▶ **What you need to do**
Exactly the lines from the beginning of the material to the line with "-> Result<VerificationResult, WayfinderError>" are to be repeated, both ends included.

Top of Entries provided

use async_trait::async_trait;
use futures_util::StreamExt;
use wayfinder_core::{Gateway, VerificationResult, VerificationStrategy, VerifyInput, WayfinderError};

use crate::tee::ByteStream;

const VERIFIED_HEADER: &str = "x-ar-io-verified";

/// Trusts the origin gateway's own attestation: a response carrying
/// `X-AR-IO-Verified: true` (header name case-insensitive, value exactly
/// `"true"` case-sensitive) is considered verified. Holds no trusted
/// gateways of its own, which is exactly why `ManifestVerification` rejects
/// it at construction — it has no way to independently fetch and check
/// nested resources.
#[derive(Default)]
pub struct RemoteVerification;

impl RemoteVerification {
    pub fn new() -> Self {
        Self
    }
}

#[async_trait]
impl VerificationStrategy for RemoteVerification {
    async fn verify_data(
        &self,
        mut data: ByteStream,
        input: VerifyInput,
    ) -> Result<VerificationResult, WayfinderError> {
        // Header names from the retrieval layer are already lowercase
        // (reqwest/http normalize `HeaderName` to lowercase ASCII), so a
        // literal lowercase lookup is case-insensitive by construction.
        let attested = input.headers.get(VERIFIED_HEADER).map(String::as_str) == Some("true");

        // Still drain the stream so the client branch is free to complete;
        // this strategy never buffers content.
        while let Some(chunk) = data.next().await {
            chunk?;
        }

        if !attested {
            return Err(WayfinderError::verification_failed(
                "remote",
                "origin did not attest X-AR-IO-Verified: true",
            ));
        }

        Ok(VerificationResult {
            tx_id: input.tx_id,
            verified: true,
            hash: None,
            error: None,
            timestamp: chrono::Utc::now(),
            content: None,
            content_type: input.headers.get("content-type").cloned(),
            headers: input.headers,
        })
    }

    fn name(&self) -> &'static str {
        "remote"
    }
}

#[cfg(test)]
mod tests {
    use super::*;
    use bytes::Bytes;
    use std::collections::HashMap;

    fn empty_stream() -> ByteStream {
        Box::pin(futures_util::stream::iter(Vec::<Result<Bytes, WayfinderError>>::new()))
    }

    fn headers_with(value: &str) -> HashMap<String, String> {
        let mut h = HashMap::new();
        h.insert(VERIFIED_HEADER.to_string(), value.to_string());
        h
    }

    #[tokio::test]
    async fn header_true_verifies() {
        let strategy = RemoteVerification::new();
        let result = strategy
            .verify_data(
                empty_stream(),
                VerifyInput {
                    tx_id: "tx".into(),
                    headers: headers_with("true"),
                },
            )
            .await
            .unwrap();
        assert!(result.verified);
    }

    #[tokio::test]
    async fn wrong_case_value_fails() {
        let strategy = RemoteVerification::new();
        let result = strategy
            .verify_data(
                empty_stream(),
                VerifyInput {
                    tx_id: "tx".into(),
                    headers: headers_with("True"),
                },
            )
            .await;
        assert!(matches!(result, Err(WayfinderError::VerificationFailed { .. })));
    }

    #[tokio::test]
    async fn missing_header_fails() {
        let strategy = RemoteVerification::new();
        let result = strategy
            .verify_data(
                empty_stream(),
                VerifyInput {
                    tx_id: "tx".into(),
                    headers: HashMap::new(),
                },
            )
            .await;
        assert!(matches!(result, Err(WayfinderError::VerificationFailed { .. })));
    }

    #[test]
    fn holds_no_trusted_gateways() {
        let strategy = RemoteVerification::new();
        assert!(<RemoteVerification as VerificationStrategy>::trusted_gateways(&strategy).is_empty());
        let _: &[Gateway] = strategy.trusted_gateways();
    }
}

Bottom of Entries provided

▶ **Expected answer**
use async_trait::async_trait;
use futures_util::StreamExt;
use wayfinder_core::{Gateway, VerificationResult, VerificationStrategy, VerifyInput, WayfinderError};

use crate::tee::ByteStream;

const VERIFIED_HEADER: &str = "x-ar-io-verified";

/// Trusts the origin gateway's own attestation: a response carrying
/// `X-AR-IO-Verified: true` (header name case-insensitive, value exactly
/// `"true"` case-sensitive) is considered verified. Holds no trusted
/// gateways of its own, which is exactly why `ManifestVerification` rejects
/// it at construction — it has no way to independently fetch and check
/// nested resources.
#[derive(Default)]
pub struct RemoteVerification;

impl RemoteVerification {
    pub fn new() -> Self {
        Self
    }
}

#[async_trait]
impl VerificationStrategy for RemoteVerification {
    async fn verify_data(
        &self,
        mut data: ByteStream,
        input: VerifyInput,
    ) -> Result<VerificationResult, WayfinderError> {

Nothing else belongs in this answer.